Wir wissen mittlerweile, dass der Klimawandel menschgemacht ist. Expertinnen und Experten aus aller Welt sind sich einig, dass unsere wachsende Konsum- und Wegwerfgesellschaft einem sicheren Ende entgegensteuert. Über Jahrzehnte haben technische Errungenschaften und die daraus folgende Globalisierung dazu beigetragen. Wenn wir uns ansehen, in welcher Geschwindigkeit die Luftverschmutzung steigt und in welchem Ausmaß wir ganze Meere zumüllen, wenn wir uns in Erinnerung rufen, wie viele Küstengebiete durch das Schmelzen der Pole und dem damit ansteigenden Meeresspiegel der totalen Überschwemmung nahestehen, dann stellt man sich die Frage, wie wir es so weit kommen lassen konnten und warum die politische und soziale Elite keinerlei Anstalten macht, dem entgegenzuwirken.

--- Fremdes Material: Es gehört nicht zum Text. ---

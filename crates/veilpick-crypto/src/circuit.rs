//! Pickup authorization circuit.
//!
//! Proves, without revealing the witness:
//! 1. knowledge of the preimage of the challenged commitment,
//!    `expectedCommitment == H(secret, nameHash, phoneSuffix)`;
//! 2. the witness scalars are in the legitimate enrollment domain
//!    (`phoneSuffix < 1000`, `age < 151`);
//! 3. the age gate, as arithmetic (circuits have no branching):
//!    `ageOk = isZero(minAgeRequired) OR (age >= minAgeRequired)`,
//!    `ageOk == 1`, and the public `ageSatisfied` signal equals `ageOk`;
//! 4. `nullifier == H(secret, packageId, nonce, storeAddress)`.
//!
//! Public inputs are allocated in the fixed order expectedCommitment,
//! packageId, minAgeRequired, storeAddress, nullifier, ageSatisfied; the
//! verifier reproduces this order when assembling the input vector.
//!
//! Each run binds exactly one expected commitment: the buyer's claim
//! commitment. The seller and store links have preimages the range-checked
//! witness slots cannot carry; widening the statement to a disjunction over
//! the other chain links is a future hardening.

use ark_bn254::Fr;
use ark_crypto_primitives::sponge::constraints::CryptographicSpongeVar;
use ark_crypto_primitives::sponge::poseidon::constraints::PoseidonSpongeVar;
use ark_ff::Zero;
use ark_r1cs_std::{
    alloc::AllocVar,
    boolean::Boolean,
    eq::EqGadget,
    fields::{fp::FpVar, FieldVar},
};
use ark_relations::r1cs::{ConstraintSynthesizer, ConstraintSystemRef, SynthesisError};
use std::cmp::Ordering;

use crate::poseidon::canonical_config;

/// One past the highest legitimate phone suffix.
pub const PHONE_SUFFIX_BOUND: u64 = 1000;

/// One past the highest legitimate age.
pub const AGE_BOUND: u64 = 151;

#[derive(Clone)]
pub struct PickupCircuit {
    // Private witness
    secret: Option<Fr>,
    name_hash: Option<Fr>,
    phone_suffix: Option<Fr>,
    age: Option<Fr>,
    nonce: Option<Fr>,
    // Public inputs
    expected_commitment: Option<Fr>,
    package_id: Option<Fr>,
    min_age_required: Option<Fr>,
    store_address: Option<Fr>,
    nullifier: Option<Fr>,
    age_satisfied: Option<Fr>,
}

impl PickupCircuit {
    #[allow(clippy::too_many_arguments)]
    pub fn new(
        secret: Fr,
        name_hash: Fr,
        phone_suffix: Fr,
        age: Fr,
        nonce: Fr,
        expected_commitment: Fr,
        package_id: Fr,
        min_age_required: Fr,
        store_address: Fr,
        nullifier: Fr,
    ) -> Self {
        // The flag is a deterministic function of the witness; a valid
        // assignment always carries 1, so the constraint ageOk == 1 makes
        // an under-age witness unsatisfiable rather than flagged.
        let age_satisfied = if min_age_required.is_zero() || age >= min_age_required {
            Fr::from(1u64)
        } else {
            Fr::zero()
        };

        Self {
            secret: Some(secret),
            name_hash: Some(name_hash),
            phone_suffix: Some(phone_suffix),
            age: Some(age),
            nonce: Some(nonce),
            expected_commitment: Some(expected_commitment),
            package_id: Some(package_id),
            min_age_required: Some(min_age_required),
            store_address: Some(store_address),
            nullifier: Some(nullifier),
            age_satisfied: Some(age_satisfied),
        }
    }

    /// Unassigned circuit, used for key generation.
    pub fn empty() -> Self {
        Self {
            secret: None,
            name_hash: None,
            phone_suffix: None,
            age: None,
            nonce: None,
            expected_commitment: None,
            package_id: None,
            min_age_required: None,
            store_address: None,
            nullifier: None,
            age_satisfied: None,
        }
    }
}

impl ConstraintSynthesizer<Fr> for PickupCircuit {
    fn generate_constraints(self, cs: ConstraintSystemRef<Fr>) -> Result<(), SynthesisError> {
        let secret = FpVar::new_witness(cs.clone(), || {
            self.secret.ok_or(SynthesisError::AssignmentMissing)
        })?;

        let name_hash = FpVar::new_witness(cs.clone(), || {
            self.name_hash.ok_or(SynthesisError::AssignmentMissing)
        })?;

        let phone_suffix = FpVar::new_witness(cs.clone(), || {
            self.phone_suffix.ok_or(SynthesisError::AssignmentMissing)
        })?;

        let age = FpVar::new_witness(cs.clone(), || {
            self.age.ok_or(SynthesisError::AssignmentMissing)
        })?;

        let nonce = FpVar::new_witness(cs.clone(), || {
            self.nonce.ok_or(SynthesisError::AssignmentMissing)
        })?;

        let expected_commitment = FpVar::new_input(cs.clone(), || {
            self.expected_commitment
                .ok_or(SynthesisError::AssignmentMissing)
        })?;

        let package_id = FpVar::new_input(cs.clone(), || {
            self.package_id.ok_or(SynthesisError::AssignmentMissing)
        })?;

        let min_age_required = FpVar::new_input(cs.clone(), || {
            self.min_age_required
                .ok_or(SynthesisError::AssignmentMissing)
        })?;

        let store_address = FpVar::new_input(cs.clone(), || {
            self.store_address.ok_or(SynthesisError::AssignmentMissing)
        })?;

        let nullifier = FpVar::new_input(cs.clone(), || {
            self.nullifier.ok_or(SynthesisError::AssignmentMissing)
        })?;

        let age_satisfied = FpVar::new_input(cs.clone(), || {
            self.age_satisfied.ok_or(SynthesisError::AssignmentMissing)
        })?;

        // Range checks. Without these a malicious witness could satisfy the
        // hash constraints with out-of-domain scalars that never occur in
        // legitimate enrollment.
        phone_suffix.enforce_cmp(
            &FpVar::constant(Fr::from(PHONE_SUFFIX_BOUND)),
            Ordering::Less,
            false,
        )?;
        age.enforce_cmp(&FpVar::constant(Fr::from(AGE_BOUND)), Ordering::Less, false)?;

        // Constraint 1: knowledge of the challenged commitment's preimage.
        let commitment = poseidon_hash_circuit(
            cs.clone(),
            &[secret.clone(), name_hash.clone(), phone_suffix.clone()],
        )?;
        commitment.enforce_equal(&expected_commitment)?;

        // Constraint 2: age gate, arithmetic OR.
        let min_age_is_zero = min_age_required.is_eq(&FpVar::constant(Fr::zero()))?;
        let age_ge_min = age.is_cmp(&min_age_required, Ordering::Greater, true)?;
        let age_ok = min_age_is_zero.or(&age_ge_min)?;
        age_ok.enforce_equal(&Boolean::constant(true))?;
        FpVar::from(age_ok).enforce_equal(&age_satisfied)?;

        // Constraint 3: nullifier binds this specific pickup attempt.
        let computed_nullifier = poseidon_hash_circuit(
            cs.clone(),
            &[secret, package_id.clone(), nonce, store_address.clone()],
        )?;
        computed_nullifier.enforce_equal(&nullifier)?;

        Ok(())
    }
}

/// In-circuit Poseidon, same sponge as the native hash.
pub fn poseidon_hash_circuit(
    cs: ConstraintSystemRef<Fr>,
    inputs: &[FpVar<Fr>],
) -> Result<FpVar<Fr>, SynthesisError> {
    let config = canonical_config();

    let mut sponge = PoseidonSpongeVar::new(cs, config);
    sponge.absorb(&inputs)?;

    let output = sponge.squeeze_field_elements(1)?;
    Ok(output[0].clone())
}

#[cfg(test)]
mod tests {
    use super::*;
    use crate::poseidon::poseidon_hash_fields;
    use ark_relations::r1cs::ConstraintSystem;
    use ark_r1cs_std::R1CSVar;

    #[test]
    fn test_gadget_matches_native_hash() {
        let cs = ConstraintSystem::<Fr>::new_ref();
        let inputs = [Fr::from(3u64), Fr::from(5u64), Fr::from(7u64)];
        let vars: Vec<FpVar<Fr>> = inputs
            .iter()
            .map(|v| FpVar::new_witness(cs.clone(), || Ok(*v)).unwrap())
            .collect();

        let out = poseidon_hash_circuit(cs.clone(), &vars).unwrap();
        assert_eq!(out.value().unwrap(), poseidon_hash_fields(&inputs));
        assert!(cs.is_satisfied().unwrap());
    }

    fn assigned_circuit(age: u64, min_age: u64) -> PickupCircuit {
        let secret = Fr::from(11u64);
        let name_hash = Fr::from(22u64);
        let phone_suffix = Fr::from(123u64);
        let nonce = Fr::from(44u64);
        let package_id = Fr::from(55u64);
        let store_address = Fr::from(66u64);

        let expected = poseidon_hash_fields(&[secret, name_hash, phone_suffix]);
        let nullifier = poseidon_hash_fields(&[secret, package_id, nonce, store_address]);

        PickupCircuit::new(
            secret,
            name_hash,
            phone_suffix,
            Fr::from(age),
            nonce,
            expected,
            package_id,
            Fr::from(min_age),
            store_address,
            nullifier,
        )
    }

    #[test]
    fn test_satisfied_with_valid_witness() {
        let cs = ConstraintSystem::<Fr>::new_ref();
        assigned_circuit(25, 18).generate_constraints(cs.clone()).unwrap();
        assert!(cs.is_satisfied().unwrap());
    }

    #[test]
    fn test_unsatisfied_when_under_age() {
        let cs = ConstraintSystem::<Fr>::new_ref();
        assigned_circuit(16, 18).generate_constraints(cs.clone()).unwrap();
        assert!(!cs.is_satisfied().unwrap());
    }

    #[test]
    fn test_satisfied_when_no_age_restriction() {
        let cs = ConstraintSystem::<Fr>::new_ref();
        assigned_circuit(0, 0).generate_constraints(cs.clone()).unwrap();
        assert!(cs.is_satisfied().unwrap());
    }

    #[test]
    fn test_unsatisfied_with_wrong_commitment() {
        let cs = ConstraintSystem::<Fr>::new_ref();
        let mut circuit = assigned_circuit(30, 0);
        circuit.expected_commitment = Some(Fr::from(999u64));
        circuit.generate_constraints(cs.clone()).unwrap();
        assert!(!cs.is_satisfied().unwrap());
    }

    #[test]
    fn test_unsatisfied_with_wrong_nullifier() {
        let cs = ConstraintSystem::<Fr>::new_ref();
        let mut circuit = assigned_circuit(30, 0);
        circuit.nullifier = Some(Fr::from(999u64));
        circuit.generate_constraints(cs.clone()).unwrap();
        assert!(!cs.is_satisfied().unwrap());
    }

    #[test]
    fn test_unsatisfied_with_out_of_range_phone_suffix() {
        let cs = ConstraintSystem::<Fr>::new_ref();
        let secret = Fr::from(11u64);
        let name_hash = Fr::from(22u64);
        let phone_suffix = Fr::from(5000u64);
        let nonce = Fr::from(44u64);
        let package_id = Fr::from(55u64);
        let store_address = Fr::from(66u64);

        let expected = poseidon_hash_fields(&[secret, name_hash, phone_suffix]);
        let nullifier = poseidon_hash_fields(&[secret, package_id, nonce, store_address]);

        let circuit = PickupCircuit::new(
            secret,
            name_hash,
            phone_suffix,
            Fr::from(30u64),
            nonce,
            expected,
            package_id,
            Fr::zero(),
            store_address,
            nullifier,
        );
        circuit.generate_constraints(cs.clone()).unwrap();
        assert!(!cs.is_satisfied().unwrap());
    }
}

Wir sind gefangen in unserem eigenen Komfort. Leugnen ist leichter als handeln. Aber aus genau dieser Zone müssen wir ausbrechen. Die Wissenschaft ist sich einig, dass wir einige wenige Jahre haben, um das Schlimmste zu verhindern. Und wir können uns so glücklich schätzen, dass es trotzdem Leute gibt, die sich ganz gezielt dafür einsetzen, diese Folge abzuwenden oder zumindest zu vermindern. Ich weiß, viele sind genervt von ihnen, stempeln sie als Moralapostel ab, aber angesichts des Ernstes der Lage sollten wir beginnen, diese als ein Privileg zu sehen, als ein Geschenk, das uns vor einer wahrlichen Katastrophe bewahren kann.

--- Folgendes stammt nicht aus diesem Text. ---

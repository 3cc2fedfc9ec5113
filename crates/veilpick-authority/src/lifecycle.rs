//! Package lifecycle state machine.
//!
//! `Registered -> StoreCommitted -> PickedUp`, with either non-terminal
//! state falling to `Expired` once the pickup window closes. Terminal
//! states admit no further transitions. Every pickup authorization runs
//! the full ordered check sequence under the write lock, so a failure at
//! any step leaves no partial state behind, and two concurrent attempts
//! with the same nullifier resolve to exactly one success.

use ark_bn254::Fr;
use std::collections::HashMap;
use std::sync::Arc;
use tokio::sync::RwLock;
use tracing::{debug, info, warn};

use crate::config::AuthorityConfig;
use crate::nullifier::{MemoryNullifierStore, NullifierStore, SledNullifierStore};
use veilpick_crypto::{
    derive, CircuitArtifacts, CommitmentInputs, PickupProof, PublicSignals, Verifier,
};
use veilpick_types::{
    CommitmentBytes, Nullifier, PackageId, PackageRecord, PackageStatus, PickupError,
    PickupResult, StoreAddress, AGE_MAX,
};

/// Everything the seller hands the authority to register one package.
#[derive(Clone, Debug)]
pub struct PackageRegistration {
    pub package_id: PackageId,
    pub buyer_commitment: CommitmentBytes,
    pub claim_commitment: CommitmentBytes,
    pub seller_commitment: CommitmentBytes,
    pub store_address: StoreAddress,
    pub item_price: u64,
    pub shipping_fee: u64,
    pub min_age_required: u8,
    pub pickup_window: chrono::Duration,
}

/// The verifying authority: owns package records, the nullifier store,
/// and the proof verifier.
pub struct PackageAuthority {
    packages: RwLock<HashMap<PackageId, PackageRecord>>,
    nullifiers: Arc<dyn NullifierStore>,
    verifier: Verifier,
}

impl PackageAuthority {
    pub fn new(verifier: Verifier, nullifiers: Arc<dyn NullifierStore>) -> Self {
        Self {
            packages: RwLock::new(HashMap::new()),
            nullifiers,
            verifier,
        }
    }

    /// Build an authority from configuration: loads circuit artifacts,
    /// pins the verifying-key digest, and opens the nullifier store.
    pub fn from_config(config: &AuthorityConfig) -> PickupResult<Self> {
        config.validate()?;

        let artifacts = CircuitArtifacts::load(&config.keys_dir)?;
        let verifier = Verifier::from_artifacts(&artifacts, config.expected_vk_digest.as_deref())?;

        let nullifiers: Arc<dyn NullifierStore> = match &config.nullifier_db_path {
            Some(path) => Arc::new(SledNullifierStore::open(path)?),
            None => Arc::new(MemoryNullifierStore::new()),
        };

        info!(vk_digest = %verifier.vk_digest(), "Authority initialized");
        Ok(Self::new(verifier, nullifiers))
    }

    /// Register a new package in `Registered` state.
    pub async fn register(&self, registration: PackageRegistration) -> PickupResult<()> {
        if registration.pickup_window <= chrono::Duration::zero() {
            return Err(PickupError::InputValidation(
                "Pickup window must be positive".into(),
            ));
        }
        if registration.min_age_required > AGE_MAX {
            return Err(PickupError::InputValidation(format!(
                "Minimum age {} out of range 0..={}",
                registration.min_age_required, AGE_MAX
            )));
        }

        let mut packages = self.packages.write().await;
        if let Some(existing) = packages.get(&registration.package_id) {
            return Err(PickupError::InvalidState {
                expected: PackageStatus::Registered,
                actual: existing.status,
            });
        }

        let now = chrono::Utc::now();
        let record = PackageRecord {
            package_id: registration.package_id.clone(),
            buyer_commitment: registration.buyer_commitment,
            claim_commitment: registration.claim_commitment,
            seller_commitment: registration.seller_commitment,
            store_commitment: None,
            store_address: registration.store_address,
            item_price: registration.item_price,
            shipping_fee: registration.shipping_fee,
            min_age_required: registration.min_age_required,
            created_at: now,
            expires_at: now + registration.pickup_window,
            status: PackageStatus::Registered,
        };

        info!(
            package_id = %record.package_id,
            store = %record.store_address.to_hex(),
            min_age = record.min_age_required,
            "Package registered"
        );
        packages.insert(registration.package_id, record);
        Ok(())
    }

    /// Store acknowledges physical receipt of the package. Derives the
    /// store commitment and moves the record to `StoreCommitted`.
    pub async fn generate_store_commitment(
        &self,
        package_id: &PackageId,
        caller: &StoreAddress,
        store_secret: Fr,
    ) -> PickupResult<CommitmentBytes> {
        let mut packages = self.packages.write().await;
        let record = packages
            .get_mut(package_id)
            .ok_or_else(|| PickupError::InputValidation("Unknown package id".into()))?;

        if caller != &record.store_address {
            warn!(package_id = %package_id, "Store commitment attempt by wrong store");
            return Err(PickupError::Unauthorized);
        }

        Self::apply_expiry(record)?;

        if record.status != PackageStatus::Registered {
            return Err(PickupError::InvalidState {
                expected: PackageStatus::Registered,
                actual: record.status,
            });
        }

        let commitment = derive(CommitmentInputs::Store {
            seller_commitment: &record.seller_commitment,
            store_secret,
            package_id,
        })?;

        record.store_commitment = Some(commitment);
        record.status = PackageStatus::StoreCommitted;
        info!(package_id = %package_id, "Package store-committed");
        Ok(commitment)
    }

    /// Authorize a pickup attempt. On success the nullifier is consumed
    /// permanently and the package is `PickedUp`.
    pub async fn authorize_pickup(
        &self,
        package_id: &PackageId,
        caller: &StoreAddress,
        proof: &PickupProof,
        signals: &PublicSignals,
    ) -> PickupResult<Nullifier> {
        let mut packages = self.packages.write().await;
        let record = packages
            .get_mut(package_id)
            .ok_or_else(|| PickupError::InputValidation("Unknown package id".into()))?;

        if caller != &record.store_address {
            warn!(package_id = %package_id, "Pickup attempt by wrong store");
            return Err(PickupError::Unauthorized);
        }

        Self::apply_expiry(record)?;

        if record.status != PackageStatus::StoreCommitted {
            return Err(PickupError::InvalidState {
                expected: PackageStatus::StoreCommitted,
                actual: record.status,
            });
        }

        if self.nullifiers.contains(&signals.nullifier)? {
            warn!(package_id = %package_id, "Nullifier already consumed");
            return Err(PickupError::NullifierReused);
        }

        // The signals must bind this package, this store, and the buyer's
        // claim commitment; a proof for any other statement is meaningless
        // here regardless of whether it verifies.
        if signals.package_id != record.package_id
            || signals.store_address != record.store_address
            || signals.min_age_required != record.min_age_required
            || signals.claim_commitment != record.claim_commitment
        {
            warn!(package_id = %package_id, "Public signals do not bind this package");
            return Err(PickupError::InvalidProof);
        }

        if !self.verifier.verify(proof, signals) {
            warn!(package_id = %package_id, "Proof verification failed");
            return Err(PickupError::InvalidProof);
        }
        debug!(package_id = %package_id, nullifier = %signals.nullifier.to_hex(), "Proof verified");

        if record.min_age_required > 0 && !signals.age_satisfied {
            warn!(package_id = %package_id, "Age requirement not satisfied");
            return Err(PickupError::AgeRequirementNotMet);
        }

        // Last line of defense against a concurrent duplicate: exactly one
        // insert wins.
        if !self.nullifiers.insert_unique(&signals.nullifier)? {
            warn!(package_id = %package_id, "Nullifier consumed concurrently");
            return Err(PickupError::NullifierReused);
        }

        record.status = PackageStatus::PickedUp;
        info!(package_id = %package_id, "Package picked up");
        Ok(signals.nullifier)
    }

    pub async fn get_package(&self, package_id: &PackageId) -> Option<PackageRecord> {
        self.packages.read().await.get(package_id).cloned()
    }

    /// Whether a pickup attempt could currently succeed (modulo proof).
    pub async fn can_pickup(&self, package_id: &PackageId) -> bool {
        match self.packages.read().await.get(package_id) {
            Some(record) => {
                record.status == PackageStatus::StoreCommitted
                    && !record.is_expired_at(chrono::Utc::now())
            }
            None => false,
        }
    }

    /// Transition an overdue non-terminal record to `Expired` and report
    /// the expiry as an error. No-op for records inside their window.
    fn apply_expiry(record: &mut PackageRecord) -> PickupResult<()> {
        if !record.status.is_terminal() && record.is_expired_at(chrono::Utc::now()) {
            record.status = PackageStatus::Expired;
            info!(package_id = %record.package_id, "Package expired");
            return Err(PickupError::PackageExpired);
        }
        Ok(())
    }
}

Wir alle kennen Greta Thunberg. Die damals 15-jährige schwedische Schülerin, die mit ihren Schulstreiks weltweit Demonstrationen für den politischen und allgemeinen Kampf gegen den Klimawandel aufgerufen hat und mit Millionen von Menschen damit eine Bewegung losgelassen hat, die schon jetzt nach zwei Jahren einen immensen Impakt auf unsere Umweltgedanken hat. Und diese monatelange Arbeit, dieses monatelange Ertragen von Kritik und Beschimpfungen von Leuten aus aller Welt, zusammen mit stundenlangen Klimademonstrationen, die für sie mit Asperger–Syndrom eine besondere Belastung darstellen, haben sie in keiner Minute auch nur einen einzigen kleinen Schritt abweichen lassen von ihrem Weg, der mit dem so schnell bekannt gewordenen Konzept der Fridays-For-Future–Demonstrationen der letzten zwei Jahre wahrscheinlich gerade erst am Anfang einer großartigen Reise ist, die uns schon in ihren Startlöchern eine Möglichkeit bietet, eine der größten Katastrophen unserer Zeit abzuwenden.

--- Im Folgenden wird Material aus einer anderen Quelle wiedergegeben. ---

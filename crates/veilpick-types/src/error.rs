use crate::PackageStatus;
use thiserror::Error;

/// Protocol error taxonomy.
///
/// Variants never carry witness data; the authority surfaces these as
/// coarse-grained reason codes.
#[derive(Error, Debug)]
pub enum PickupError {
    /// Out-of-range scalar or otherwise invalid input, rejected before any
    /// cryptographic work.
    #[error("Input validation error: {0}")]
    InputValidation(String),

    /// Opaque bytes from the transport layer failed to deserialize.
    #[error("Malformed input: {0}")]
    MalformedInput(String),

    /// No witness assignment satisfies the circuit (wrong secret, age too
    /// low). Retrying with the same inputs cannot succeed.
    #[error("Witness unsatisfiable: {0}")]
    WitnessUnsatisfiable(String),

    /// The proof did not verify against the public signals.
    #[error("Invalid proof")]
    InvalidProof,

    /// The proof's nullifier has already been consumed.
    #[error("Nullifier already used")]
    NullifierReused,

    /// Package requires a minimum age the proof does not attest to.
    #[error("Age requirement not met")]
    AgeRequirementNotMet,

    /// Pickup window elapsed before collection.
    #[error("Package expired")]
    PackageExpired,

    /// Operation not permitted in the package's current state.
    #[error("Invalid state: expected {expected:?}, found {actual:?}")]
    InvalidState {
        expected: PackageStatus,
        actual: PackageStatus,
    },

    /// Caller is not the store assigned to this package.
    #[error("Unauthorized caller")]
    Unauthorized,

    /// The verification key does not match the expected circuit artifact.
    /// Fatal to the authority process, not a per-request error.
    #[error("Verification key mismatch: expected {expected}, found {actual}")]
    VerificationKeyMismatch { expected: String, actual: String },

    /// Failure inside the proving or key-generation machinery.
    #[error("Cryptographic error: {0}")]
    Crypto(String),

    /// Filesystem or database failure.
    #[error("Storage error: {0}")]
    Storage(String),

    /// Encoding or decoding failure outside the transport boundary.
    #[error("Serialization error: {0}")]
    Serialization(String),
}

/// Convenience alias used throughout the workspace.
pub type PickupResult<T> = Result<T, PickupError>;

Jetzt bedenken wir aber eines: Heute ist Greta 17. Eine Jugendliche, eine Schülerin. Und in diesen zwei Jahren hat sie so unglaublich Großes geleistet, was andere sich in einem ganzen Leben nicht vorstellen können. Ich kenne sie nicht, aber ich bin mir fast sicher, Greta hat auch einmal so gedacht. Ich bin mir fast sicher, dass sie sich nie auch nur erträumt hätte, einmal klimaneutral von Europa nach Nordamerika zu segeln, für den Friedensnobelpreis nominiert zu werden, Millionen über Millionen von Menschen zu inspirieren. Und jetzt kommt das Beste: Sie ist eine von uns. Die ein Problem sieht und es lösen will. Sie ist kein Computer, kein Roboter. Und deshalb können wir auch das, was sie kann.
Und dabei müssen wir nicht einmal jeden Tag aufs Neue die Welt verändern. Es ist verständlich, dass nicht jeder alles tun kann. Aber wenn wir uns alle zusammenschließen und als eine Gemeinschaft sagen, dass wir dieses Problem geschlossen in Angriff nehmen und jeder sein persönliches Bestes gibt, dann haben wir noch eine Chance. Dann können wir es noch schaffen, nachfolgenden Generationen einen Planeten zu hinterlassen, den sie ohne weitere Probleme bewohnen können. Dann können wir unseren Kindern und Enkeln eine Welt als Heimat hinterlassen, auf der sie ihr Leben genauso genießen können, wie wir es heute tun. Und dazu müssen wir keine Superhelden sein. Öfter gehen statt mit dem Auto fahren. Weniger Plastik. Bewussterer Konsum. Weniger fliegen. Kleine Veränderungen im Alltag, die so großes bewirken können. Wir müssen keine Superhelden sein.